Over the next few weeks, we will be revamping our Friday look at the films found on your premium pay cable channels. Our hope here at SE&L is to search beyond the Saturday night showings that tend to dominate these listings and instead broaden the viewing spectrum to include forgotten titles, recent hits, overlooked classics and big dumb guilty pleasures. With hundreds of offerings spread out over dozens of channels (and feeds), it will be a daunting task, but one we hope allows for more choices, and more films to discuss. As it stands, we stick with our old format this time around. But be on the look out. Over the next installments, SE&L will definitely be shaking things up. For 13 January, here’s what you can look forward to:
HBO – Firewall
As if we need proof to be nervous about Harrison Ford taking up the Indiana Jones mantle for a fourth time, the 64 year old’s inert performance in this pedestrian thriller will definitely give Raiders fans a reason to recoil. Borrowing from almost every previous Ford action film, this combination of Jack Ryan, Air Force One, and The Fugitive fails on all levels. It is never very exciting, offers up an illogical narrative, and reduces our star to nothing more than a catalyst for various confrontations and stunt setpieces.
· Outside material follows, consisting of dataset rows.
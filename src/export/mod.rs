//! # Export Adapter
//!
//! Serializes the rendered 2D preview into a PDF file.
//!
//! The adapter takes the document the preview pane is currently showing.
//! When the decorative perspective view is active there is no 2D document
//! to capture, and the export fails with [`ExportError::PreviewUnavailable`]
//! without attempting anything; the UI surfaces that as a blocking message
//! telling the user to switch back. Any other failure surfaces as a generic
//! retry-manually message. There is no automatic retry and no guard against
//! re-triggering while a write is still in flight.

mod pdf;

pub use pdf::render_pdf;

use crate::catalog::{BackgroundOption, Theme};
use crate::preview::Document;
use std::path::{Path, PathBuf};
use thiserror::Error;

/// Exports always use this filename unless the caller overrides it.
pub const DEFAULT_EXPORT_FILENAME: &str = "my-resume.pdf";

#[derive(Debug, Error)]
pub enum ExportError {
    /// The 2D preview is not mounted (perspective view active).
    #[error("Please switch to the 2D preview to export a PDF")]
    PreviewUnavailable,
    #[error("Failed to write PDF file: {0}")]
    Io(#[from] std::io::Error),
}

/// Capture the mounted 2D preview document into a PDF at `path`.
///
/// `mounted` is `None` when the perspective view is active; the operation
/// fails before any rendering happens.
pub fn export_to_pdf(
    mounted: Option<&Document>,
    theme: &Theme,
    background: &BackgroundOption,
    path: &Path,
) -> Result<PathBuf, ExportError> {
    let doc = mounted.ok_or(ExportError::PreviewUnavailable)?;
    let bytes = render_pdf(doc, theme, background);
    std::fs::write(path, bytes)?;
    Ok(path.to_path_buf())
}

#[cfg(test)]
mod tests {
    use super::*;
    use crate::catalog::{default_background, theme_by_id};
    use crate::preview::{Block, Line, Role};
    use tempfile::TempDir;

    fn sample_doc() -> Document {
        Document {
            blocks: vec![Block::Text(Line::from_span("Ada", Role::Body))],
        }
    }

    #[test]
    fn test_export_writes_file() {
        let temp_dir = TempDir::new().expect("create temp dir");
        let path = temp_dir.path().join(DEFAULT_EXPORT_FILENAME);
        let theme = theme_by_id("classic-blue").expect("theme exists");

        let written = export_to_pdf(Some(&sample_doc()), &theme, &default_background(), &path)
            .expect("export succeeds");
        assert_eq!(written, path);

        let bytes = std::fs::read(&path).expect("read back");
        assert!(bytes.starts_with(b"%PDF-1.4"));
    }

    #[test]
    fn test_export_without_mounted_preview_fails() {
        let temp_dir = TempDir::new().expect("create temp dir");
        let path = temp_dir.path().join(DEFAULT_EXPORT_FILENAME);
        let theme = theme_by_id("classic-blue").expect("theme exists");

        let err = export_to_pdf(None, &theme, &default_background(), &path)
            .expect_err("precondition fails");
        assert!(matches!(err, ExportError::PreviewUnavailable));
        assert!(err.to_string().contains("2D preview"));
        // No capture was attempted.
        assert!(!path.exists());
    }
}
Not even capable of being a slight, superficial diversion, director Richard Loncraine, whose previous efforts behind the lens (My House in Umbria, Wimbeldon) show little action acumen, creates a dull, derivative techno mess. (Premieres Saturday 13 January, 8PM EST).
Cinemax – 16 Blocks
Richard Donner returns to the action category, eight years after the last Lethal Weapon film, and the results are uneven but effective. Bruce Willis is an aging cop set to deliver a key witness (Mos Def) to court. The title indicates the distance he must traverse. Naturally, shadow forces want to silence the stoolie, and our hero ends up caught in a crossfire of competing interest. Once the truth is uncovered, the case becomes even harder for our loyal policeman. Released in March 2006 to little fanfare and mediocre studio support, critics actually enjoyed this return to form for the one time creator of box office blockbusters. Home video – or in this case, the pay cable medium – may be the perfect place for fans to discover this genre gem. (Premieres Saturday 13 January, 10pm EST).
Starz – The Shaggy Dog
That noise you just heard was Tim Allen’s already toilet-bound film career being flushed away for good. With a third sloppy Santa Clause film under his belt (featuring that career-killer Martin Short) and the abominable Zoom barely making a dent in the Summer sweepstakes, this disastrous Disney misstep is the inexplicable icing on the comedian’s cinematic cake. Never the best House of Mouse franchise to begin with, the Shaggy series pushes the boundaries of both believability and likeability. There is just something so surreal about a storyline that has an adult male going canine in order to learn some lame life lessons. Kids may cotton to this cutesy crap, but adults will require instant insulin shots the minute this saccharine slop starts. (Premieres Saturday 13 January, 9pm EST).
Showtime – Four Brothers
Borrowing more than just a bit from The Sons of Katie Elder, this John Singleton success finds a quartet of divergent siblings seeking justice once their beloved adoptive matriarch is found murdered. Of course, their vigilante style of payback reveals closely held secrets among the four, and that complicates the situation considerably. Though the link to the John Wayne western was downplayed upon initial release (similar to the stance Michael Bay took with the whole Island/Clonus circumstances), Singleton strove to make his gritty urban crime drama different. By focusing on the interaction between the characters, and keeping the action amplified and fierce, he delivered a delightful mainstream hit. While no means a work of art, these Brothers definitely excite as they entertain. (Saturday 13 January, 9:00pm EST)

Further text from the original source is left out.